| Task item |
For this exercise, set down all the records exactly as given.

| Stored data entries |
# # # # #

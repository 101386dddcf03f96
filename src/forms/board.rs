use serde::Deserialize;

use crate::domain::board::{DropZone, PointerRelease};

#[derive(Deserialize)]
/// Drop submitted without JavaScript: a card and the column picked for it.
pub struct MoveCardForm {
    pub product: Option<i32>,
    pub card_id: i32,
    pub target: String,
}

impl From<&MoveCardForm> for PointerRelease {
    fn from(form: &MoveCardForm) -> Self {
        PointerRelease {
            card_id: form.card_id,
            over: DropZone::Column(form.target.clone()),
        }
    }
}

# # # # #

| Solution to this problem |
repository 101386dddcf03f96
filename src/forms/board.rs
use serde::Deserialize;

use crate::domain::board::{DropZone, PointerRelease};

#[derive(Deserialize)]
/// Drop submitted without JavaScript: a card and the column picked for it.
pub struct MoveCardForm {
    pub product: Option<i32>,
    pub card_id: i32,
    pub target: String,
}

impl From<&MoveCardForm> for PointerRelease {
    fn from(form: &MoveCardForm) -> Self {
        PointerRelease {
            card_id: form.card_id,
            over: DropZone::Column(form.target.clone()),
        }
    }
}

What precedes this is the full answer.